EXERCISE REQUIREMENTS | Which lines below contain "every"? Pull them out.

EXERCISE MATERIALS |
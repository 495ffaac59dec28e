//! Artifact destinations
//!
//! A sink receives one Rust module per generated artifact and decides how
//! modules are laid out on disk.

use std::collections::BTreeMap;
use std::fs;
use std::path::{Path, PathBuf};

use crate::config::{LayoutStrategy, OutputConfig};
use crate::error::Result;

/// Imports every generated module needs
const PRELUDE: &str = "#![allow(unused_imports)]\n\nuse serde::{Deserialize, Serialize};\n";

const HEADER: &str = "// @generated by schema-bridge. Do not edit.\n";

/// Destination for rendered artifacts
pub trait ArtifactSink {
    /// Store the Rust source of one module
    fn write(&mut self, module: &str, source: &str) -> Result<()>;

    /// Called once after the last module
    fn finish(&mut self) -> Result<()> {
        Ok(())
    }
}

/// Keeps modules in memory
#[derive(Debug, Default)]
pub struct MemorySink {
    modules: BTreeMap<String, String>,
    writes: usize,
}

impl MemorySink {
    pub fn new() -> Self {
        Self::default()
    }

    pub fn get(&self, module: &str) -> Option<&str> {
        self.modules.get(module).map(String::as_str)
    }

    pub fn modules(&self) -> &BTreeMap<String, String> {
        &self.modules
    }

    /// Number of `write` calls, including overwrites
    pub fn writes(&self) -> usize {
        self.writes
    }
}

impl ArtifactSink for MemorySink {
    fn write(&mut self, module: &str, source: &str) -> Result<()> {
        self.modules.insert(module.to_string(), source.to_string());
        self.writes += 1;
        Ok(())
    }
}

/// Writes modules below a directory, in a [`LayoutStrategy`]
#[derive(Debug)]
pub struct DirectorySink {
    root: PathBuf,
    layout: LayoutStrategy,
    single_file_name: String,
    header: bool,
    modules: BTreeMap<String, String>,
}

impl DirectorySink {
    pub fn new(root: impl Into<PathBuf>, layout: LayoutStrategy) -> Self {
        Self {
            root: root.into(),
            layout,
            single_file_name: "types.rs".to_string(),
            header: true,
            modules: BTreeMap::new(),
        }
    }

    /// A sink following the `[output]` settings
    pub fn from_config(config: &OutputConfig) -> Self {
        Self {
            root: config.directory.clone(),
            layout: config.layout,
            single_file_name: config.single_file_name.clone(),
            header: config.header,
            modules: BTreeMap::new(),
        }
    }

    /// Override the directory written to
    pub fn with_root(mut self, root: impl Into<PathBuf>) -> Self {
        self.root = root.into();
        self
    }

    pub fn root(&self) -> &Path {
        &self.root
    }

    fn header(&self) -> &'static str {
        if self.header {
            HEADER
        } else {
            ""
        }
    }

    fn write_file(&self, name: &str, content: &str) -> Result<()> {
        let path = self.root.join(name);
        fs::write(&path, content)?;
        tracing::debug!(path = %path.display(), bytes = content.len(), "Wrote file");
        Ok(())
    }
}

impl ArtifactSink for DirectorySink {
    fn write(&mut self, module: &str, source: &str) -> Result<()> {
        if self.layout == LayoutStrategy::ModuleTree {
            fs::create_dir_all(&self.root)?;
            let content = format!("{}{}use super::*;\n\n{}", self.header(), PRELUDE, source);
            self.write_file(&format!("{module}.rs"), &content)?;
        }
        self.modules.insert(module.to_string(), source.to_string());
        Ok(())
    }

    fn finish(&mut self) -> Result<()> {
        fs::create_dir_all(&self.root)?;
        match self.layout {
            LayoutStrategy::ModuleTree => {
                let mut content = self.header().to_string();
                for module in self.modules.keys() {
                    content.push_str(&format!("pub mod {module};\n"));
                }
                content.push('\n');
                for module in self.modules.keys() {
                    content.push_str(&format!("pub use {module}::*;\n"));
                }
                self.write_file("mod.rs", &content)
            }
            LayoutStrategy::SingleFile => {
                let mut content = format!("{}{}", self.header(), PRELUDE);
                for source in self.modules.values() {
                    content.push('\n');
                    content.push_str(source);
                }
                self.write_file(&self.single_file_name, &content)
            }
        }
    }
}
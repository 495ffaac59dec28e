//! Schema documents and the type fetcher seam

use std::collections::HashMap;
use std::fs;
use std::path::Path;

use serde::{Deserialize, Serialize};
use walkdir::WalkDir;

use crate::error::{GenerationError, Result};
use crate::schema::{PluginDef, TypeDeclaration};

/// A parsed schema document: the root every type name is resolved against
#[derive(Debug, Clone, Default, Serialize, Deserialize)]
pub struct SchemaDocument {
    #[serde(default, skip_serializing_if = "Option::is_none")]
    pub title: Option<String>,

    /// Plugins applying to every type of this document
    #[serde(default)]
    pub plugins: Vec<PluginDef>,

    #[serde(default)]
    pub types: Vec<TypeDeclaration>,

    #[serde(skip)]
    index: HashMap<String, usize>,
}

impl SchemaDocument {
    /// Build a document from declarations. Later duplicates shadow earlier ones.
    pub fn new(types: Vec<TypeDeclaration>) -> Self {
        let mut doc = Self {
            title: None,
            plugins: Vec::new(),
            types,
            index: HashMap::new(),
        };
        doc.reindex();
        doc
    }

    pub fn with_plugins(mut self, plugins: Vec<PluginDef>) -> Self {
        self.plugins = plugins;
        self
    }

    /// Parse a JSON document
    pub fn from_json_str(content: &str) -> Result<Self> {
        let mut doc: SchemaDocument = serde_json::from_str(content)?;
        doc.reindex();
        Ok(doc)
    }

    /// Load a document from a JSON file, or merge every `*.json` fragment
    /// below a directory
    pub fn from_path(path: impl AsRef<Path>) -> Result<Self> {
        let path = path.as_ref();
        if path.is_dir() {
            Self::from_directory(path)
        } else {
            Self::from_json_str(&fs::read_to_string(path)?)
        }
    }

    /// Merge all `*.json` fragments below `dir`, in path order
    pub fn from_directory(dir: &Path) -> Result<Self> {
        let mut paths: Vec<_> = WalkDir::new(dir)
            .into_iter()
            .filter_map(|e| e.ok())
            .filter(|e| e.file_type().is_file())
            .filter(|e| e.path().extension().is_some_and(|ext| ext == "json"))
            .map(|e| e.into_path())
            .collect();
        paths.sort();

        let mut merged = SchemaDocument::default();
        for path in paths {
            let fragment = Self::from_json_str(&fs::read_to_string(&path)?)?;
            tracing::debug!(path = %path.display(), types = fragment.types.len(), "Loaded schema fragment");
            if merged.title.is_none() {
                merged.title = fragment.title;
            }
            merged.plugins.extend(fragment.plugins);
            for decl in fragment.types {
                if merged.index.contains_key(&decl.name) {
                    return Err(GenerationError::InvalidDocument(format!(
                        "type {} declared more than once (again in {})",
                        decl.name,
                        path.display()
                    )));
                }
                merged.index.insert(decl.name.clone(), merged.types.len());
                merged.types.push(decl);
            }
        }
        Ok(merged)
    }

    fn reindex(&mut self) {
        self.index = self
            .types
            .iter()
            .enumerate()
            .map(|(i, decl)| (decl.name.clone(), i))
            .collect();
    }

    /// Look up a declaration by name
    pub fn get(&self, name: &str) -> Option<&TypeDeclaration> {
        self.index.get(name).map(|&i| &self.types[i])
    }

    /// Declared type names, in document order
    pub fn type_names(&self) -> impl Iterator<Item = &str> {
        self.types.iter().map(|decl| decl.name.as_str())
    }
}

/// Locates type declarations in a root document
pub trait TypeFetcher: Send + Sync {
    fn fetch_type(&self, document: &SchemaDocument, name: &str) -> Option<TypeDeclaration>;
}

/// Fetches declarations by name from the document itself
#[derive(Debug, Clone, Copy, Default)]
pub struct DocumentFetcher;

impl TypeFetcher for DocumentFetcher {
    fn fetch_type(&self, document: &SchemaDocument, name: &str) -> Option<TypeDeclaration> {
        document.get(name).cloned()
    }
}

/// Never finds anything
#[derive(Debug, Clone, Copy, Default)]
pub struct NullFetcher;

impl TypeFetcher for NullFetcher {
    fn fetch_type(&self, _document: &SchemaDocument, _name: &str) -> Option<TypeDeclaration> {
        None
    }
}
---
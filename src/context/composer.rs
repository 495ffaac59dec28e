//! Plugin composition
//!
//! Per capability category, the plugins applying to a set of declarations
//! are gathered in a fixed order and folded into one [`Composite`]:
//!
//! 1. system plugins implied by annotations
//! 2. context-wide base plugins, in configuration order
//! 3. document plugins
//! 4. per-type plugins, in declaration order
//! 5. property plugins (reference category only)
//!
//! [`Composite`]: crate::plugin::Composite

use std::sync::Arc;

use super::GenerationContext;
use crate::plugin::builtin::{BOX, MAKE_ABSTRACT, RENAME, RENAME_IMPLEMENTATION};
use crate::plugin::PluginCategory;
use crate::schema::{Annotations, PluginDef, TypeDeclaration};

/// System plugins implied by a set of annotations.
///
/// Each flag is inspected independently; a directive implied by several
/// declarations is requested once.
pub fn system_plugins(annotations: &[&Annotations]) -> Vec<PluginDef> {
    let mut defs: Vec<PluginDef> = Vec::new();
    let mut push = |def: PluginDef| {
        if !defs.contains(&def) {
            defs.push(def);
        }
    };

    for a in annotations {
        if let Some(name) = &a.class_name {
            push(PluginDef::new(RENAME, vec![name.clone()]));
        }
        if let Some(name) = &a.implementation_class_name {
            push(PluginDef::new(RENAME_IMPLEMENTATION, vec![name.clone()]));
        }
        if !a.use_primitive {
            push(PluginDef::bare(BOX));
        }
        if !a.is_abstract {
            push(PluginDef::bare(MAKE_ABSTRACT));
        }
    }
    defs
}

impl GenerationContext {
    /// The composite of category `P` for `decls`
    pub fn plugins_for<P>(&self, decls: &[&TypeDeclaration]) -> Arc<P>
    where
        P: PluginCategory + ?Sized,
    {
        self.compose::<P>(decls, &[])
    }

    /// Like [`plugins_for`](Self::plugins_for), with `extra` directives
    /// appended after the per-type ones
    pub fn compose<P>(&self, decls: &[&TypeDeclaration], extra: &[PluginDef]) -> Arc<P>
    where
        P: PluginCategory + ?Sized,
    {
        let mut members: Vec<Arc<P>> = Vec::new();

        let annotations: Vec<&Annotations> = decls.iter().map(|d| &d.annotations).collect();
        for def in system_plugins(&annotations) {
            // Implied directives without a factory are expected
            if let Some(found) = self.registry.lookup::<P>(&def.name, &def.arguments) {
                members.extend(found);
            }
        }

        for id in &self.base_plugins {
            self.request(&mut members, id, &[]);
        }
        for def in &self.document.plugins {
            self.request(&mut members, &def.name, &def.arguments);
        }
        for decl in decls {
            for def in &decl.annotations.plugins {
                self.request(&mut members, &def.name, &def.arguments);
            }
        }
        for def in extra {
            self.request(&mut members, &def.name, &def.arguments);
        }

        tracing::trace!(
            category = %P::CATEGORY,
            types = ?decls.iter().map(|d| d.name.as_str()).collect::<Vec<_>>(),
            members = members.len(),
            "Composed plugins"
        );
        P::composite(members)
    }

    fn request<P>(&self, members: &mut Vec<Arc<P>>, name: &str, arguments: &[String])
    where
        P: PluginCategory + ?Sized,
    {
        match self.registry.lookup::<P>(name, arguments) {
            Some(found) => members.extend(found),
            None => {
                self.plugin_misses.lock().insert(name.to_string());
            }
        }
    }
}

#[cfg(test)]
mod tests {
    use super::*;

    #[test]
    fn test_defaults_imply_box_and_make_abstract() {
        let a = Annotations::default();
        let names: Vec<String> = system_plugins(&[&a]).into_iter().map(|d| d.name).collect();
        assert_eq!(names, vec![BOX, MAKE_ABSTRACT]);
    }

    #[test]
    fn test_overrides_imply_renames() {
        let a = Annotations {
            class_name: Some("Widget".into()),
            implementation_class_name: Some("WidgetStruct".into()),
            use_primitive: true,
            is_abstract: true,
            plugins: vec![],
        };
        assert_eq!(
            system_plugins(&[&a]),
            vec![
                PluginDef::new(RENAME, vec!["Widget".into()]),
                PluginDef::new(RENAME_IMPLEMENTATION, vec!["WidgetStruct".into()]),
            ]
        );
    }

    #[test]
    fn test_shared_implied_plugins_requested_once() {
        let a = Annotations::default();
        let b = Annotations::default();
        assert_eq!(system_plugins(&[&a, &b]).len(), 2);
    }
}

RESPONSE BOX |
/// Imports every generated module needs
/// A parsed schema document: the root every type name is resolved against
    /// Plugins applying to every type of this document
    /// Load a document from a JSON file, or merge every `*.json` fragment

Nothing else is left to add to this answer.